::: DATA FOR THIS EXERCISE :::

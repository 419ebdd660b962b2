pub mod discovery;
pub mod health;
pub mod pantries;
pub mod stream;

pub use discovery::{job_status_handler, start_job_handler, stop_job_handler};
pub use health::health_handler;
pub use pantries::{
    ingest_pantry_handler, list_cities_handler, list_pantries_handler, nearby_pantries_handler,
};
pub use stream::stream_handler;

:::

Give back exactly the lines that run from the line with "pub mod health;" through the close of the material, counting both ends, and nothing more.

_SOLUTION TO THIS PROBLEM_:
pub mod health;
pub mod pantries;
pub mod stream;

pub use discovery::{job_status_handler, start_job_handler, stop_job_handler};
pub use health::health_handler;
pub use pantries::{
    ingest_pantry_handler, list_cities_handler, list_pantries_handler, nearby_pantries_handler,
};
pub use stream::stream_handler;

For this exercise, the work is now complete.